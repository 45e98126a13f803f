//! Shared UI crate for Radarboard. Board logic and views live here; the
//! platform crates only launch them.

use dioxus::prelude::{asset, manganis, Asset};

pub mod core;
pub mod editor;
pub mod radar;
pub mod views;

/// Shared theme, bundled for launchers that link stylesheets.
pub const THEME_CSS: Asset = asset!("/assets/theme/main.css");
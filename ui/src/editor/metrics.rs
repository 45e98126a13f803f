use dioxus::prelude::*;

use crate::core::session::BoardSession;
use crate::core::state::Action;
use crate::editor::dispatch;

#[component]
pub fn MetricsPanel(session: Signal<BoardSession>) -> Element {
    let mut draft = use_signal(String::new);

    let names: Vec<String> = session
        .read()
        .state()
        .metrics
        .iter()
        .map(|metric| metric.name.clone())
        .collect();

    let add_metric = move |_: MouseEvent| {
        let name = draft();
        let accepted = !name.is_empty() && !session.read().state().has_metric(&name);
        dispatch(session, Action::AddMetric(name));
        // Rejected names stay in the field so they can be corrected.
        if accepted {
            draft.set(String::new());
        }
    };

    rsx! {
        section { class: "board-card board-metrics",
            div { class: "board-card__header",
                h2 { "Metrics" }
                if !names.is_empty() {
                    span { class: "board-card__meta", "{names.len()} defined" }
                }
            }

            div { class: "board-metrics__add",
                input {
                    class: "field",
                    value: "{draft}",
                    placeholder: "New metric name",
                    oninput: move |evt: FormEvent| draft.set(evt.value()),
                }
                button {
                    r#type: "button",
                    class: "button button--primary",
                    onclick: add_metric,
                    "Add metric"
                }
            }

            if names.is_empty() {
                p { class: "board-card__placeholder", "Metrics become the axes of the chart." }
            } else {
                ul { class: "board-metrics__list",
                    for name in names.into_iter() {
                        {render_metric_row(session, name)}
                    }
                }
            }
        }
    }
}

fn render_metric_row(session: Signal<BoardSession>, name: String) -> Element {
    let remove_name = name.clone();

    rsx! {
        li { key: "{name}", class: "board-metrics__item",
            span { class: "board-metrics__name", "{name}" }
            button {
                r#type: "button",
                class: "button button--danger",
                onclick: move |_| dispatch(session, Action::RemoveMetric(remove_name.clone())),
                "Remove"
            }
        }
    }
}
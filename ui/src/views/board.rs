use dioxus::prelude::*;

use crate::core::session::BoardSession;
use crate::core::state::Action;
use crate::editor::{dispatch, DataSetEditor, ExportPanel, MetricsPanel};
use crate::radar::RadarChart;

#[component]
pub fn Board() -> Element {
    let session = use_signal(BoardSession::open_default);

    let (rows, series) = {
        let current = session.read();
        (current.chart_rows(), current.chart_series())
    };

    rsx! {
        main { class: "page page-board",
            section { class: "board-card board-chart",
                div { class: "board-card__header",
                    h1 { "Evaluation radar" }
                    button {
                        r#type: "button",
                        class: "button button--ghost",
                        onclick: move |_| dispatch(session, Action::AddDataSet),
                        "Add member"
                    }
                }
                RadarChart { rows, series }
            }

            MetricsPanel { session }
            DataSetEditor { session }
            ExportPanel { session }
        }
    }
}
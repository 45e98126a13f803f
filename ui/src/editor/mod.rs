//! Form panels that edit the board through a shared [`BoardSession`] signal.

mod data_sets;
pub use data_sets::DataSetEditor;

mod metrics;
pub use metrics::MetricsPanel;

mod export;
pub use export::{build_csv, build_json, ExportError, ExportPanel};

use dioxus::prelude::*;
use tracing::error;

use crate::core::session::BoardSession;
use crate::core::state::Action;

/// Apply `action`; a failed save is logged and the edit is kept in memory.
pub fn dispatch(mut session: Signal<BoardSession>, action: Action) {
    if let Err(err) = session.write().dispatch(action) {
        error!(%err, "board change not saved");
    }
}
//! Fixed chart palette. Data sets take the entry at `creation index % len`.

use super::model::ColorAssignment;

#[derive(Debug, Clone, Copy, PartialEq, Eq)]
pub struct PaletteColor {
    pub name: &'static str,
    pub stroke: &'static str,
    pub fill: &'static str,
}

impl PaletteColor {
    pub fn assignment(&self) -> ColorAssignment {
        ColorAssignment {
            stroke: self.stroke.to_string(),
            fill: self.fill.to_string(),
        }
    }
}

const fn color(name: &'static str, stroke: &'static str, fill: &'static str) -> PaletteColor {
    PaletteColor { name, stroke, fill }
}

pub const PALETTE: [PaletteColor; 18] = [
    color("Red", "#FF0000", "#FFCCCC"),
    color("Blue", "#0000FF", "#CCCCFF"),
    color("Green", "#008000", "#B8E6A8"),
    color("Orange", "#FFA500", "#FFB84D"),
    color("Purple", "#800080", "#E6A8D7"),
    color("Pink", "#FFC0CB", "#FFCCE5"),
    color("Brown", "#A52A2A", "#D6A69E"),
    color("Gray", "#808080", "#D3D3D3"),
    color("Black", "#000000", "#666666"),
    color("Aqua", "#00BFFF", "#B2D8FF"),
    color("Light green", "#32CD32", "#9AF29E"),
    color("Sky blue", "#87CEEB", "#B3D9F9"),
    color("Lavender", "#E6E6FA", "#F2F2FF"),
    color("Turquoise", "#40E0D0", "#A2F4F1"),
    color("Salmon", "#FA8072", "#FFB7A4"),
    color("Charcoal", "#36454F", "#A1A8B3"),
    color("Gold", "#FFD700", "#FFE066"),
    color("Silver", "#C0C0C0", "#D3D3D3"),
];

/// Color for the data set created when the collection holds `index` entries.
pub fn color_for_index(index: usize) -> ColorAssignment {
    PALETTE[index % PALETTE.len()].assignment()
}
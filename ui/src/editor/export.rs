use std::borrow::Cow;
#[cfg(not(target_arch = "wasm32"))]
use std::path::Path;
use std::path::PathBuf;

use dioxus::prelude::*;
use serde::Serialize;
use thiserror::Error;
use time::macros::format_description;
use time::OffsetDateTime;
use tracing::{error, info};

use crate::core::format::format_score;
use crate::core::model::{DataSet, Metric};
use crate::core::session::BoardSession;
use crate::core::state::EditorState;

#[derive(Debug, Error)]
pub enum ExportError {
    #[error("could not encode board: {0}")]
    Encode(#[from] serde_json::Error),
    #[error("could not write export: {0}")]
    Io(#[from] std::io::Error),
    #[error("no export directory available")]
    NoExportDir,
    #[error("{0}")]
    Browser(&'static str),
}

#[derive(Clone, Debug, PartialEq)]
enum ExportStatus {
    Idle,
    Done(String),
    Error(String),
}

#[derive(Clone, Copy, Debug, PartialEq, Eq)]
enum ExportKind {
    Json,
    Csv,
}

impl ExportKind {
    fn slug(self) -> &'static str {
        match self {
            Self::Json => "json",
            Self::Csv => "csv",
        }
    }

    #[cfg_attr(not(target_arch = "wasm32"), allow(dead_code))]
    fn mime(self) -> &'static str {
        match self {
            Self::Json => "application/json",
            Self::Csv => "text/csv",
        }
    }
}

#[component]
pub fn ExportPanel(session: Signal<BoardSession>) -> Element {
    let status = use_signal(|| ExportStatus::Idle);
    let data_set_count = session.read().state().data_sets.len();

    let feedback = match &status() {
        ExportStatus::Idle => None,
        ExportStatus::Done(message) => Some((
            "board-card__meta board-card__meta--success".to_string(),
            format!("✅ {message}"),
        )),
        ExportStatus::Error(err) => Some((
            "board-card__meta board-card__meta--error".to_string(),
            format!("⚠️ {err}"),
        )),
    };

    let run_export = move |kind: ExportKind| {
        let mut status_signal = status;
        let state = session.read().state().clone();
        match perform_export(&state, kind) {
            Ok(message) => {
                info!(kind = kind.slug(), "board exported");
                status_signal.set(ExportStatus::Done(message));
            }
            Err(err) => {
                error!(kind = kind.slug(), %err, "board export failed");
                status_signal.set(ExportStatus::Error(err.to_string()));
            }
        }
    };

    rsx! {
        section { class: "board-card board-export",
            div { class: "board-card__header",
                h2 { "Export" }
            }

            if data_set_count == 0 {
                p { class: "board-card__placeholder", "Exports unlock once a member is on the board." }
            } else {
                div { class: "board-export__actions",
                    button {
                        r#type: "button",
                        class: "button button--primary",
                        onclick: move |_| run_export(ExportKind::Json),
                        "Export JSON"
                    }
                    button {
                        r#type: "button",
                        class: "button",
                        onclick: move |_| run_export(ExportKind::Csv),
                        "Export CSV"
                    }
                }

                if let Some((class_name, message)) = feedback {
                    p { class: "{class_name}", "{message}" }
                }
            }
        }
    }
}

fn perform_export(state: &EditorState, kind: ExportKind) -> Result<String, ExportError> {
    let body = match kind {
        ExportKind::Json => build_json(state)?,
        ExportKind::Csv => build_csv(state),
    };
    let filename = export_filename(kind, OffsetDateTime::now_utc());
    match deliver(&filename, kind, body.into_bytes())? {
        Some(path) => Ok(format!("Saved to {}", path.display())),
        None => Ok(format!("{filename} download started")),
    }
}

/// `radarboard-<kind>-<YYYYMMDD_HHMMSS>.<ext>`, stamped in UTC.
fn export_filename(kind: ExportKind, at: OffsetDateTime) -> String {
    let stamp = at
        .format(format_description!("[year][month][day]_[hour][minute][second]"))
        .unwrap_or_else(|_| at.unix_timestamp().to_string());
    format!("radarboard-{}-{stamp}.{}", kind.slug(), kind.slug())
}

#[derive(Serialize)]
struct BoardExport<'a> {
    metrics: &'a [Metric],
    #[serde(rename = "dataSets")]
    data_sets: &'a [DataSet],
}

/// Both collections in their persisted shape, pretty printed.
pub fn build_json(state: &EditorState) -> Result<String, ExportError> {
    let export = BoardExport {
        metrics: &state.metrics,
        data_sets: &state.data_sets,
    };
    Ok(serde_json::to_string_pretty(&export)?)
}

/// One row per data set per registered metric.
pub fn build_csv(state: &EditorState) -> String {
    let mut csv = String::from("data_set,metric,score,comment\n");
    for data_set in &state.data_sets {
        for metric in &state.metrics {
            let fields = [
                escape_csv(&data_set.name),
                escape_csv(&metric.name),
                Cow::Owned(format_score(data_set.score(&metric.name))),
                escape_csv(data_set.comment(&metric.name)),
            ];
            csv.push_str(&fields.join(","));
            csv.push('\n');
        }
    }
    csv
}

/// RFC 4180 quoting for a single field.
fn escape_csv(field: &str) -> Cow<'_, str> {
    if field.contains([',', '"', '\n', '\r']) {
        Cow::Owned(format!("\"{}\"", field.replace('"', "\"\"")))
    } else {
        Cow::Borrowed(field)
    }
}

/// Hands the file to the browser as a download. Nothing lands on disk here,
/// so there is no path to report.
#[cfg(target_arch = "wasm32")]
fn deliver(filename: &str, kind: ExportKind, bytes: Vec<u8>) -> Result<Option<PathBuf>, ExportError> {
    use wasm_bindgen::JsCast;
    use web_sys::{Blob, BlobPropertyBag, HtmlAnchorElement, Url};

    let payload = js_sys::Array::of1(&js_sys::Uint8Array::from(bytes.as_slice()).buffer());
    let props = BlobPropertyBag::new();
    props.set_type(kind.mime());
    let blob = Blob::new_with_u8_array_sequence_and_options(&payload, &props)
        .map_err(|_| ExportError::Browser("could not build export blob"))?;
    let href = Url::create_object_url_with_blob(&blob)
        .map_err(|_| ExportError::Browser("could not create object URL"))?;

    let document = web_sys::window()
        .and_then(|window| window.document())
        .ok_or(ExportError::Browser("no document to attach the download to"))?;
    let body = document
        .body()
        .ok_or(ExportError::Browser("document has no body"))?;
    let link: HtmlAnchorElement = document
        .create_element("a")
        .ok()
        .and_then(|element| element.dyn_into().ok())
        .ok_or(ExportError::Browser("could not create download link"))?;

    link.set_href(&href);
    link.set_download(filename);
    link.style().set_property("display", "none").ok();
    body.append_child(&link).ok();
    link.click();
    link.remove();
    Url::revoke_object_url(&href).ok();

    Ok(None)
}

/// Writes the file under `<data dir>/exports` and reports where it went.
#[cfg(not(target_arch = "wasm32"))]
fn deliver(filename: &str, _kind: ExportKind, bytes: Vec<u8>) -> Result<Option<PathBuf>, ExportError> {
    let dirs = directories::ProjectDirs::from("com", "Radarboard", "Radarboard")
        .ok_or(ExportError::NoExportDir)?;
    write_export(&dirs.data_dir().join("exports"), filename, &bytes).map(Some)
}

#[cfg(not(target_arch = "wasm32"))]
fn write_export(dir: &Path, filename: &str, bytes: &[u8]) -> Result<PathBuf, ExportError> {
    std::fs::create_dir_all(dir)?;
    let path = dir.join(filename);
    std::fs::write(&path, bytes)?;
    Ok(path)
}

#[cfg(test)]
mod tests {
    use super::*;
    use crate::core::model::DataSetId;
    use crate::core::state::{reduce, Action, EntryField};
    use serde_json::json;
    use time::macros::datetime;

    fn sample_board() -> EditorState {
        [
            Action::AddMetric("Speed".into()),
            Action::AddMetric("Focus".into()),
            Action::AddDataSet,
            Action::RenameDataSet {
                id: DataSetId(1),
                name: "Doe, Jane".into(),
            },
            Action::SetMetricValue {
                id: DataSetId(1),
                metric: "Speed".into(),
                input: "7.5".into(),
                field: EntryField::Score,
            },
            Action::SetMetricValue {
                id: DataSetId(1),
                metric: "Focus".into(),
                input: "said \"later\"".into(),
                field: EntryField::Comment,
            },
        ]
        .into_iter()
        .fold(EditorState::default(), reduce)
    }

    #[test]
    fn csv_lists_every_metric_per_data_set() {
        let csv = build_csv(&sample_board());
        let lines: Vec<&str> = csv.lines().collect();
        assert_eq!(
            lines,
            [
                "data_set,metric,score,comment",
                "\"Doe, Jane\",Speed,7.5,",
                "\"Doe, Jane\",Focus,0,\"said \"\"later\"\"\"",
            ]
        );
    }

    #[test]
    fn json_matches_persisted_shape() {
        let exported: serde_json::Value =
            serde_json::from_str(&build_json(&sample_board()).unwrap()).unwrap();
        assert_eq!(exported["metrics"], json!([{ "name": "Speed" }, { "name": "Focus" }]));
        assert_eq!(exported["dataSets"][0]["name"], json!("Doe, Jane"));
        assert_eq!(
            exported["dataSets"][0]["values"]["Speed"],
            json!({ "value": 7.5, "comment": "" })
        );
    }

    #[test]
    fn filenames_carry_kind_and_utc_stamp() {
        let at = datetime!(2024-03-07 09:05:01 UTC);
        assert_eq!(
            export_filename(ExportKind::Json, at),
            "radarboard-json-20240307_090501.json"
        );
        assert_eq!(
            export_filename(ExportKind::Csv, at),
            "radarboard-csv-20240307_090501.csv"
        );
    }

    #[test]
    fn csv_fields_quote_only_when_needed() {
        assert!(matches!(escape_csv("Speed"), Cow::Borrowed("Speed")));
        assert_eq!(escape_csv("line\r\nbreak"), "\"line\r\nbreak\"");
        assert_eq!(escape_csv(""), "");
    }

    #[cfg(not(target_arch = "wasm32"))]
    #[test]
    fn native_exports_land_in_the_given_directory() {
        let dir = tempfile::tempdir().unwrap();
        let target = dir.path().join("exports");
        let csv = build_csv(&sample_board());
        let path = write_export(&target, "board.csv", csv.as_bytes()).unwrap();
        assert_eq!(path, target.join("board.csv"));
        assert_eq!(std::fs::read_to_string(path).unwrap(), csv);
    }
}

* [Requirement]: Repeat only what lies between the first line of the data and the line containing "that link stylesheets.", both of those lines included, exactly as it stands.

* [Task response]:
repository 45e98126a13f803f
//! Shared UI crate for Radarboard. Board logic and views live here; the
//! platform crates only launch them.

use dioxus::prelude::{asset, manganis, Asset};

pub mod core;
pub mod editor;
pub mod radar;
pub mod views;

/// Shared theme, bundled for launchers that link stylesheets.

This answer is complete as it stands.